Lissotriton helveticus

On tend un peu à oublier les espèces aquatiques quant à l’impact du réchauffement climatique global en cours avec l’idée, bien humaine, que dans l’eau on se rafraîchit. Mais la température moyenne de l’eau elle aussi se trouve impactée et modifie de facto les conditions de vie des êtres entièrement aquatiques.

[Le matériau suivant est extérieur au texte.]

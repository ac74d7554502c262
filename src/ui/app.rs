//! Document shell and the swappable view root.

use leptos::prelude::*;

use crate::config::DisplayMode;
use crate::session::{Screen, ViewState};
use crate::ui::chat::ChatPanel;
use crate::ui::landing::Landing;

/// Full HTML document around the view root.
#[component]
pub fn Page(
    /// Where the htmx script is loaded from.
    htmx_url: String,
    children: Children,
) -> impl IntoView {
    view! {
        <html lang="en">
            <head>
                <meta charset="utf-8"/>
                <meta name="viewport" content="width=device-width, initial-scale=1"/>
                <meta name="description" content="Healthcare test case generation assistant"/>

                <title>"Geminator Testcase Generator (GTG)"</title>

                <script src=htmx_url></script>
                <link rel="stylesheet" href="/static/app.css"/>
            </head>

            <body class="app-background">
                {children()}
            </body>
        </html>
    }
}

/// The `#view` element: landing cards or the chat panel.
///
/// HTMX requests replace this element wholesale.
#[component]
pub fn ViewRoot(session_id: String, state: ViewState, mode: DisplayMode) -> impl IntoView {
    let screen = state.screen;
    let body = match screen {
        Screen::Landing => view! { <Landing session_id=session_id.clone() /> }.into_any(),
        Screen::Chat(domain) => view! {
            <ChatPanel session_id=session_id.clone() domain=domain state=state mode=mode />
        }
        .into_any(),
    };
    let screen_name = match screen {
        Screen::Landing => "landing",
        Screen::Chat(_) => "chat",
    };

    view! {
        <div id="view" data-session-id=session_id data-screen=screen_name>
            {body}
        </div>
    }
}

Les amphibiens constituent de bons indicateurs par rapport à l’étude de cet impact du fait d’une part de leur taille moyenne relativement petite et surtout du fait de leur caractère ectotherme (animaux à « sang froid »), i.e. leur incapacité à produire de la chaleur interne pour maintenir une température interne compatible avec une activité physique. Ils sont directement dépendants de la température ambiante pour leurs activités et notamment pour mener à bien leur reproduction et hibernent dès que les températures deviennent basses de manière permanente. Une étude expérimentale a été conduite sur des tritons palmés, une des espèces de tritons les plus communes en France, afin de mesurer l’impact du réchauffement moyen de l’eau sur leur reproduction en termes de fécondité et de production de larves nouvelles.

Reproduction aquatique

 

Mâle nuptial

Le triton palmé est une petite espèce (5 à 10cm de long) caractérisée par sa queue aplatie, mince et brusquement tronquée au bout où elle se prolonge par un filament court. De teinte assez uniforme variant du jaune au brun, il présente une gorge claire de couleur chair. L’adjectif palmé ne concerne que les mâles en période de reproduction chez qui on observe des palmures complètes aux orteils plus un filament caudal allongé et noirâtre.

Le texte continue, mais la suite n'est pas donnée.